As a general rule, patients have a duty to exercise ordinary care for their own health and well-being, and contributory negligence may, under certain circumstances, be a defense in an informed consent action. The very patient-doctor relation assumes trust and confidence on the part of the patient, and it would require an unusual set of facts to render a patient guilty of contributory negligence when the patient relies on the doctor.

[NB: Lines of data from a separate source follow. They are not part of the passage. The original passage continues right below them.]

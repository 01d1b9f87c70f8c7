//! Retried sends on top of a best-effort transport.

use super::{Coordinator, RetryPolicy};
use crate::error::{NodeError, Result};
use crate::protocol::Message;
use log::{debug, info, warn};
use parking_lot::Mutex;
use std::sync::atomic::{AtomicBool, Ordering};
use std::time::Duration;

/// Best-effort message channel between the node and its gateway.
pub trait Transport: Send + Sync {
    /// Hand one message to the radio.
    fn transmit(&self, message: &Message) -> Result<()>;

    /// Next inbound message, if one is queued.
    fn poll_inbound(&self) -> Option<Message>;

    /// Pause between retries. `sleep` selects powering down over busy-waiting.
    fn pause(&self, duration: Duration, sleep: bool) {
        let _ = sleep;
        if !duration.is_zero() {
            std::thread::sleep(duration);
        }
    }
}

/// Result of one retried send.
#[derive(Clone, Copy, Debug, Default, PartialEq, Eq)]
pub struct SendOutcome {
    /// Attempts started, including ones whose transmit failed.
    pub attempts: u8,
    /// Attempts the transport accepted.
    pub transmitted: u8,
    /// A matching echo arrived during the send.
    pub echoed: bool,
    /// The loop was stopped through `abandon_remaining_retries`.
    pub abandoned: bool,
}

/// Coordinator performing the retry loop with the currently configured policy.
pub struct TransportCoordinator<T: Transport> {
    transport: T,
    policy: Mutex<RetryPolicy>,
    abandon: AtomicBool,
}

impl<T: Transport> TransportCoordinator<T> {
    /// Create a coordinator with the out-of-box defaults.
    pub fn new(transport: T) -> Self {
        Self::with_policy(transport, RetryPolicy::coordinator_defaults())
    }

    pub fn with_policy(transport: T, policy: RetryPolicy) -> Self {
        Self {
            transport,
            policy: Mutex::new(policy),
            abandon: AtomicBool::new(false),
        }
    }

    /// Snapshot of the current configuration.
    pub fn policy(&self) -> RetryPolicy {
        *self.policy.lock()
    }

    pub fn transport(&self) -> &T {
        &self.transport
    }

    /// Send once, ignoring the retry configuration.
    pub fn send_best_effort(&self, message: &Message) -> Result<()> {
        let mut outbound = message.clone();
        outbound.echo_requested = false;
        self.transport.transmit(&outbound)
    }

    /// Send `message` using the policy in effect when the call starts.
    ///
    /// Inbound messages arriving while waiting for an echo are handed to
    /// `on_inbound`, which may call [`Coordinator::abandon_remaining_retries`].
    /// Fails only when no attempt reached the transport.
    pub fn send(
        &self,
        message: &Message,
        on_inbound: &mut dyn FnMut(&Message),
    ) -> Result<SendOutcome> {
        let policy = self.policy();
        self.abandon.store(false, Ordering::SeqCst);

        let mut outbound = message.clone();
        outbound.echo_requested = policy.ack;

        let mut outcome = SendOutcome::default();
        let mut last_error = None;

        for attempt in 1..=policy.attempts() {
            if self.abandon.load(Ordering::SeqCst) {
                outcome.abandoned = true;
                break;
            }

            outcome.attempts = attempt;
            match self.transport.transmit(&outbound) {
                Ok(()) => {
                    outcome.transmitted += 1;
                    debug!(
                        "[Coordinator] child {} attempt {}/{} sent",
                        message.sensor,
                        attempt,
                        policy.attempts()
                    );
                }
                Err(e) => {
                    warn!(
                        "[Coordinator] child {} attempt {}/{} failed: {}",
                        message.sensor,
                        attempt,
                        policy.attempts(),
                        e
                    );
                    last_error = Some(e);
                }
            }

            if !policy.ack {
                if outcome.transmitted > 0 {
                    break;
                }
                continue;
            }

            self.transport
                .pause(policy.inter_retry_sleep, policy.sleep_on_retry);
            while let Some(inbound) = self.transport.poll_inbound() {
                if inbound.echoes(&outbound) {
                    outcome.echoed = true;
                }
                on_inbound(&inbound);
            }
        }

        // An abandon request during the final pause still counts.
        if self.abandon.swap(false, Ordering::SeqCst) {
            outcome.abandoned = true;
        }

        if outcome.transmitted == 0 {
            return Err(last_error.unwrap_or_else(|| {
                NodeError::Transport(format!("no attempt sent for child {}", message.sensor))
            }));
        }

        if outcome.abandoned {
            info!(
                "[Coordinator] child {} delivered after {} attempt(s), remaining retries abandoned",
                message.sensor, outcome.attempts
            );
        }

        Ok(outcome)
    }
}

impl<T: Transport> Coordinator for TransportCoordinator<T> {
    fn set_ack_required(&self, ack: bool) {
        self.policy.lock().ack = ack;
    }

    fn set_retry_count(&self, retries: u8) {
        self.policy.lock().retries = retries;
    }

    fn set_inter_retry_sleep(&self, duration: Duration) {
        self.policy.lock().inter_retry_sleep = duration;
    }

    fn set_sleep_on_retry(&self, sleep: bool) {
        self.policy.lock().sleep_on_retry = sleep;
    }

    fn abandon_remaining_retries(&self) {
        self.abandon.store(true, Ordering::SeqCst);
    }

    fn apply_policy(&self, policy: &RetryPolicy) {
        *self.policy.lock() = *policy;
    }
}
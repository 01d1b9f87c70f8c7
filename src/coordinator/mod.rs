//! Transport-wide send reliability configuration.
//!
//! The coordinator owns the acknowledgement flag, retry count and inter-retry
//! pause used for every outbound message of the node. Sensors never own this
//! state; they push temporary values through the [`Coordinator`] trait and
//! restore the defaults once their send concluded.

mod transport_coordinator;

pub use transport_coordinator::{SendOutcome, Transport, TransportCoordinator};

use serde::{Deserialize, Serialize};
use std::time::Duration;

/// One consistent set of send reliability parameters.
#[derive(Clone, Copy, Debug, PartialEq, Eq, Serialize, Deserialize)]
pub struct RetryPolicy {
    /// Request an echo from the receiver for every attempt.
    pub ack: bool,
    /// Total number of attempts (0 behaves like 1).
    pub retries: u8,
    /// Pause after each attempt while waiting for the echo.
    #[serde(with = "duration_ms")]
    pub inter_retry_sleep: Duration,
    /// Power the radio down during the pause instead of busy-waiting.
    pub sleep_on_retry: bool,
}

impl RetryPolicy {
    /// Out-of-box coordinator configuration: one best-effort attempt.
    pub const fn coordinator_defaults() -> Self {
        Self {
            ack: false,
            retries: 1,
            inter_retry_sleep: Duration::ZERO,
            sleep_on_retry: false,
        }
    }

    /// Parameters used while a state change must be delivered.
    pub const fn sure_delivery() -> Self {
        Self {
            ack: true,
            retries: 10,
            inter_retry_sleep: Duration::from_millis(5000),
            sleep_on_retry: true,
        }
    }

    /// Number of transmit attempts this policy allows.
    pub fn attempts(&self) -> u8 {
        self.retries.max(1)
    }
}

impl Default for RetryPolicy {
    fn default() -> Self {
        Self::coordinator_defaults()
    }
}

/// Configuration surface of the component that performs retried sends.
///
/// All calls are fire-and-forget and must be cheap enough to run from
/// interrupt dispatch.
pub trait Coordinator: Send + Sync {
    fn set_ack_required(&self, ack: bool);

    fn set_retry_count(&self, retries: u8);

    fn set_inter_retry_sleep(&self, duration: Duration);

    fn set_sleep_on_retry(&self, sleep: bool);

    /// Stop the in-flight retry loop of the current outbound message.
    fn abandon_remaining_retries(&self);

    /// Push a whole policy.
    ///
    /// Implementations holding the policy behind a single lock should override
    /// this so a concurrent send never observes a partially applied group.
    fn apply_policy(&self, policy: &RetryPolicy) {
        self.set_ack_required(policy.ack);
        self.set_retry_count(policy.retries);
        self.set_inter_retry_sleep(policy.inter_retry_sleep);
        self.set_sleep_on_retry(policy.sleep_on_retry);
    }
}

/// Serialize durations as integer milliseconds.
pub(crate) mod duration_ms {
    use serde::{Deserialize, Deserializer, Serializer};
    use std::time::Duration;

    pub fn serialize<S: Serializer>(duration: &Duration, serializer: S) -> Result<S::Ok, S::Error> {
        serializer.serialize_u64(duration.as_millis() as u64)
    }

    pub fn deserialize<'de, D: Deserializer<'de>>(deserializer: D) -> Result<Duration, D::Error> {
        Ok(Duration::from_millis(u64::deserialize(deserializer)?))
    }
}

#[cfg(test)]
pub(crate) mod testing {
    //! Test doubles for the coordinator and the transport.

    use super::{Coordinator, RetryPolicy, Transport};
    use crate::error::{NodeError, Result};
    use crate::protocol::Message;
    use parking_lot::Mutex;
    use std::collections::VecDeque;
    use std::time::Duration;

    /// Transport that records sends and echoes or fails on demand.
    #[derive(Default)]
    pub struct ScriptedTransport {
        pub sent: Mutex<Vec<Message>>,
        pub inbound: Mutex<VecDeque<Message>>,
        /// Queue an echo after this attempt number (1-based, counted over all sends).
        pub echo_on_attempt: Option<usize>,
        pub fail_all: bool,
        /// Fail this many transmits before succeeding.
        pub failures_left: Mutex<usize>,
        pub pauses: Mutex<Vec<(Duration, bool)>>,
    }

    impl ScriptedTransport {
        pub fn echoing_on(attempt: usize) -> Self {
            Self {
                echo_on_attempt: Some(attempt),
                ..Default::default()
            }
        }

        pub fn push_inbound(&self, message: Message) {
            self.inbound.lock().push_back(message);
        }

        pub fn sent(&self) -> Vec<Message> {
            self.sent.lock().clone()
        }
    }

    impl Transport for ScriptedTransport {
        fn transmit(&self, message: &Message) -> Result<()> {
            if self.fail_all {
                return Err(NodeError::Transport("radio busy".to_string()));
            }
            {
                let mut left = self.failures_left.lock();
                if *left > 0 {
                    *left -= 1;
                    return Err(NodeError::Transport("radio busy".to_string()));
                }
            }
            let mut sent = self.sent.lock();
            sent.push(message.clone());
            if self.echo_on_attempt == Some(sent.len()) {
                self.inbound.lock().push_back(Message::echo_of(message));
            }
            Ok(())
        }

        fn poll_inbound(&self) -> Option<Message> {
            self.inbound.lock().pop_front()
        }

        fn pause(&self, duration: Duration, sleep: bool) {
            self.pauses.lock().push((duration, sleep));
        }
    }

    #[derive(Clone, Copy, Debug, PartialEq, Eq)]
    pub enum Call {
        Ack(bool),
        Retries(u8),
        Sleep(Duration),
        SleepOnRetry(bool),
        Abandon,
    }

    pub struct RecordingCoordinator {
        current: Mutex<RetryPolicy>,
        calls: Mutex<Vec<Call>>,
    }

    impl RecordingCoordinator {
        pub fn new() -> Self {
            Self {
                current: Mutex::new(RetryPolicy::coordinator_defaults()),
                calls: Mutex::new(Vec::new()),
            }
        }

        pub fn current(&self) -> RetryPolicy {
            *self.current.lock()
        }

        pub fn calls(&self) -> Vec<Call> {
            self.calls.lock().clone()
        }

        pub fn abandon_count(&self) -> usize {
            self.calls
                .lock()
                .iter()
                .filter(|call| **call == Call::Abandon)
                .count()
        }
    }

    impl Coordinator for RecordingCoordinator {
        fn set_ack_required(&self, ack: bool) {
            self.current.lock().ack = ack;
            self.calls.lock().push(Call::Ack(ack));
        }

        fn set_retry_count(&self, retries: u8) {
            self.current.lock().retries = retries;
            self.calls.lock().push(Call::Retries(retries));
        }

        fn set_inter_retry_sleep(&self, duration: Duration) {
            self.current.lock().inter_retry_sleep = duration;
            self.calls.lock().push(Call::Sleep(duration));
        }

        fn set_sleep_on_retry(&self, sleep: bool) {
            self.current.lock().sleep_on_retry = sleep;
            self.calls.lock().push(Call::SleepOnRetry(sleep));
        }

        fn abandon_remaining_retries(&self) {
            self.calls.lock().push(Call::Abandon);
        }
    }
}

A patient's duty to exercise ordinary care in an informed consent action includes a patient's duty to tell the truth and give complete and accurate information about personal, family, and medical histories to a doctor to the extent possible in response to the doctor's requests for information when the requested information is material to the doctor's duty prescribed in Wis. Stat. § 448.30.

FACTS:

After plaintiff wife experienced problems following her prophylactic bilateral mastectomies, she and her husband filed an action under an informed consent statute claiming that defendant doctor failed to inform her about less radical treatment. According to defendant, he advised plaintiff that a lump was part of an implant, but plaintiff rejected recommendations of periodic follow-ups and insisted on more radical treatment due to *** cancer suffered by her twin sister, mother, and other relatives. Plaintiffs husband and wife, and defendants doctor, clinic, and insurer cross appealed a reversal by the Court of Appeals (Wisconsin) of a judgment upon a jury verdict that defendant doctor violated the informed consent statute while plaintiff wife's negligence contributed to her injury.

ISSUE:

Did conduct by the patient constitute contributory negligence in an informed consent action?

ANSWER:

No.

CONCLUSION:

A patient is usually the primary source of information about the patient's material personal, family and medical histories. If a doctor is to provide a patient with the information required by Wis. Stat. § 448.30, it is imperative that in response to a doctor's material questions a patient provide information that is as complete and accurate as possible under the circumstances. We therefore conclude that for patients to exercise ordinary care, they must tell the truth and give complete and accurate information about personal, family and medical histories to a doctor to the extent possible in response to the doctor's requests for information when the requested information is material to a doctor's duty as prescribed by § 448.30 and that a patient's breach of that duty might, under certain circumstances, constitute contributory negligence. The rationale underlying the doctrine of informed consent and a doctor's duty to inform a patient is that a patient has a right to decide whether to consent to or refuse a proposed course of treatment. A patient cannot make an informed decision unless a doctor discloses information material to the patient's decision. Generally, in an informed consent action, a patient's duty to exercise ordinary care does not impose on the patient an affirmative duty to ascertain the truth or completeness of the information presented by the doctor; nor does a patient have an affirmative duty to ask questions or independently seek information. The informed consent statute recognizes that a patient is not in a position to know treatment options and risks and, if unaided, is unable to make an informed decision.